What breaks is the assumption that one system owns the full access decision. A chained agent workflow can move from one vendor domain to another, reusing context and credentials across boundaries. Without a shared governance layer, visibility fragments and the organization loses the ability to prove who did what, where, and why.
Why This Matters for Security Teams
Once an agent can chain tools across multiple platforms, the risk is no longer limited to one misused credential or one misconfigured API. The real failure is governance fragmentation: each platform may see only a legitimate step, while the full sequence becomes malicious in aggregate. That is why agentic systems need runtime oversight, not just static access grants.
Current guidance from the OWASP Agentic AI Top 10 and the NIST AI Risk Management Framework both point to the same operational issue: autonomous workflows can combine otherwise reasonable actions into unsafe outcomes. NHIMG’s OWASP NHI Top 10 frames this as an identity problem as much as an application problem, because tool-chaining often reuses secrets, tokens, and delegated access across trust boundaries.

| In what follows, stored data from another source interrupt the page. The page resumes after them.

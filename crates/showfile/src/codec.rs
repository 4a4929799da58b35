//! Scene file reader/writer.
//!
//! Grammar (one file, header first):
//!
//! ```text
//! #<firmware># "<name>" "<notes>" <safetymask> <hasaliases>
//! /address value value ...
//! ```
//!
//! Values print as the console expects them: integers bare, floats with a
//! decimal point, strings double-quoted with embedded quotes doubled.
//! Reading is tolerant — surplus whitespace is ignored, missing trailing
//! header fields default to zero, blank lines and `#` comments after the
//! header are skipped.

use x32osc::OscValue;

/// Header line of a scene or backup file.
#[derive(Debug, Clone, PartialEq, Eq)]
pub struct SceneHeader {
    pub firmware: String,
    pub name: String,
    pub notes: String,
    pub safety_mask: u32,
    pub has_aliases: u32,
}

impl SceneHeader {
    pub fn new(firmware: &str, name: &str, notes: &str) -> Self {
        Self {
            firmware: firmware.to_string(),
            name: name.to_string(),
            notes: notes.to_string(),
            safety_mask: 0,
            has_aliases: 0,
        }
    }
}

/// One parameter line: address plus printed values.
#[derive(Debug, Clone, PartialEq)]
pub struct SceneRecord {
    pub address: String,
    pub values: Vec<OscValue>,
}

impl SceneRecord {
    pub fn new(address: impl Into<String>, values: Vec<OscValue>) -> Self {
        Self {
            address: address.into(),
            values,
        }
    }
}

#[derive(Debug, PartialEq, Eq, thiserror::Error)]
pub enum ShowfileError {
    #[error("missing header line")]
    MissingHeader,
    #[error("line {line}: {message}")]
    Malformed { line: usize, message: &'static str },
}

/// Serialize a header and records to file text. Every line, including the
/// last record, ends with a newline.
pub fn write(header: &SceneHeader, records: &[SceneRecord]) -> String {
    let mut out = String::with_capacity(64 + records.len() * 32);
    out.push('#');
    out.push_str(&header.firmware);
    out.push_str("# \"");
    out.push_str(&escape_quotes(&header.name));
    out.push_str("\" \"");
    out.push_str(&escape_quotes(&header.notes));
    out.push_str("\" ");
    out.push_str(&header.safety_mask.to_string());
    out.push(' ');
    out.push_str(&header.has_aliases.to_string());
    out.push('\n');

    for record in records {
        out.push_str(&record.address);
        for value in &record.values {
            out.push(' ');
            out.push_str(&print_value(value));
        }
        out.push('\n');
    }
    out
}

/// Parse file text back into header and records.
pub fn read(text: &str) -> Result<(SceneHeader, Vec<SceneRecord>), ShowfileError> {
    let mut lines = text.lines().enumerate();

    let header = loop {
        let (index, line) = lines.next().ok_or(ShowfileError::MissingHeader)?;
        let trimmed = line.trim();
        if trimmed.is_empty() {
            continue;
        }
        break parse_header(index + 1, trimmed)?;
    };

    let mut records = Vec::new();
    for (index, line) in lines {
        let trimmed = line.trim();
        if trimmed.is_empty() || trimmed.starts_with('#') {
            continue;
        }
        records.push(parse_record(index + 1, trimmed)?);
    }

    Ok((header, records))
}

fn escape_quotes(s: &str) -> String {
    s.replace('"', "\"\"")
}

fn print_value(value: &OscValue) -> String {
    match value {
        OscValue::Int(v) => v.to_string(),
        OscValue::Float(v) => print_float(*v),
        OscValue::Str(s) => format!("\"{}\"", escape_quotes(s)),
        OscValue::Blob(b) => format!("%{}", hex::encode(b)),
    }
}

/// Shortest decimal that parses back to the identical f32, with a forced
/// fraction so the reader types it as a float. Non-finite values cannot
/// appear in console state and collapse to zero.
fn print_float(v: f32) -> String {
    if !v.is_finite() {
        return "0.0".to_string();
    }
    let s = format!("{}", v);
    if s.contains('.') {
        s
    } else {
        format!("{}.0", s)
    }
}

fn parse_header(line_no: usize, line: &str) -> Result<SceneHeader, ShowfileError> {
    let rest = line
        .strip_prefix('#')
        .ok_or(ShowfileError::MissingHeader)?;
    let close = rest.find('#').ok_or(ShowfileError::Malformed {
        line: line_no,
        message: "header firmware field is not #-delimited",
    })?;
    let firmware = rest[..close].to_string();

    let mut scanner = Scanner::new(&rest[close + 1..], line_no);
    let name = scanner.quoted_or_default()?;
    let notes = scanner.quoted_or_default()?;
    let safety_mask = scanner.int_or_default();
    let has_aliases = scanner.int_or_default();

    Ok(SceneHeader {
        firmware,
        name,
        notes,
        safety_mask,
        has_aliases,
    })
}

fn parse_record(line_no: usize, line: &str) -> Result<SceneRecord, ShowfileError> {
    let mut scanner = Scanner::new(line, line_no);
    let tokens = scanner.all_tokens()?;
    let mut tokens = tokens.into_iter();

    let address = match tokens.next() {
        Some(Token::Bare(address)) if address.starts_with('/') => address,
        _ => {
            return Err(ShowfileError::Malformed {
                line: line_no,
                message: "record must start with a slash address",
            })
        }
    };

    let values = tokens.map(classify).collect();
    Ok(SceneRecord { address, values })
}

fn classify(token: Token) -> OscValue {
    match token {
        Token::Quoted(s) => OscValue::Str(s),
        Token::Bare(s) => {
            if is_int(&s) {
                if let Ok(v) = s.parse::<i32>() {
                    return OscValue::Int(v);
                }
            }
            if is_float(&s) {
                if let Ok(v) = s.parse::<f32>() {
                    return OscValue::Float(v);
                }
            }
            if let Some(hex_part) = s.strip_prefix('%') {
                if !hex_part.is_empty() && hex_part.len() % 2 == 0 {
                    if let Ok(bytes) = hex::decode(hex_part) {
                        return OscValue::Blob(bytes);
                    }
                }
            }
            OscValue::Str(s)
        }
    }
}

fn is_int(s: &str) -> bool {
    let digits = s.strip_prefix('-').unwrap_or(s);
    !digits.is_empty() && digits.bytes().all(|b| b.is_ascii_digit())
}

fn is_float(s: &str) -> bool {
    let body = s.strip_prefix('-').unwrap_or(s);
    let Some((whole, fraction)) = body.split_once('.') else {
        return false;
    };
    let digits_ok = |part: &str| part.bytes().all(|b| b.is_ascii_digit());
    digits_ok(whole) && digits_ok(fraction) && (!whole.is_empty() || !fraction.is_empty())
}

#[derive(Debug, PartialEq, Eq)]
enum Token {
    Bare(String),
    Quoted(String),
}

/// Whitespace-separated token scanner with quote awareness.
struct Scanner<'a> {
    chars: std::iter::Peekable<std::str::Chars<'a>>,
    line: usize,
}

impl<'a> Scanner<'a> {
    fn new(text: &'a str, line: usize) -> Self {
        Self {
            chars: text.chars().peekable(),
            line,
        }
    }

    fn skip_whitespace(&mut self) {
        while self.chars.peek().is_some_and(|c| c.is_whitespace()) {
            self.chars.next();
        }
    }

    fn next_token(&mut self) -> Result<Option<Token>, ShowfileError> {
        self.skip_whitespace();
        let Some(&first) = self.chars.peek() else {
            return Ok(None);
        };
        if first == '"' {
            self.chars.next();
            let mut text = String::new();
            loop {
                match self.chars.next() {
                    Some('"') => {
                        // A doubled quote is a literal quote.
                        if self.chars.peek() == Some(&'"') {
                            self.chars.next();
                            text.push('"');
                        } else {
                            return Ok(Some(Token::Quoted(text)));
                        }
                    }
                    Some(c) => text.push(c),
                    None => {
                        return Err(ShowfileError::Malformed {
                            line: self.line,
                            message: "unterminated quoted string",
                        })
                    }
                }
            }
        } else {
            let mut text = String::new();
            while let Some(&c) = self.chars.peek() {
                if c.is_whitespace() {
                    break;
                }
                text.push(c);
                self.chars.next();
            }
            Ok(Some(Token::Bare(text)))
        }
    }

    fn all_tokens(&mut self) -> Result<Vec<Token>, ShowfileError> {
        let mut tokens = Vec::new();
        while let Some(token) = self.next_token()? {
            tokens.push(token);
        }
        Ok(tokens)
    }

    fn quoted_or_default(&mut self) -> Result<String, ShowfileError> {
        self.skip_whitespace();
        if self.chars.peek() == Some(&'"') {
            match self.next_token()? {
                Some(Token::Quoted(s)) => Ok(s),
                _ => Ok(String::new()),
            }
        } else {
            Ok(String::new())
        }
    }

    fn int_or_default(&mut self) -> u32 {
        match self.next_token() {
            Ok(Some(Token::Bare(s))) => s.parse().unwrap_or(0),
            _ => 0,
        }
    }
}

In practice, many security teams encounter cross-platform abuse only after an agent has already moved from one SaaS or cloud service into another, rather than through intentional design review.
How It Works in Practice
Tool chaining becomes dangerous when an agent can read data in one system, transform it in a second, and execute an action in a third using inherited context. The first platform may authorize a harmless retrieval, the second may accept a valid token exchange, and the third may treat the final call as routine automation. None of those systems necessarily see the entire workflow.
That is why static RBAC breaks down for autonomous workloads. An agent’s access pattern is not fixed in advance, so permissions based only on role or application name do not capture intent. Better practice is moving toward context-aware authorisation, where decisions are evaluated at request time using policy-as-code, task context, and data sensitivity. In mature environments, that means pairing workload identity with short-lived credentials and explicit scoping per step, not per environment.
Implementation usually includes:
- Workload identity for the agent, such as cryptographic proof of the workload rather than a shared service account.
- JIT credential issuance so each tool call receives only the minimum access needed and revocation happens automatically after the task.
- Real-time policy checks that inspect destination, action, data class, and escalation path before allowing a chained step.
- Audit correlation across platforms so the full sequence can be reconstructed after the fact.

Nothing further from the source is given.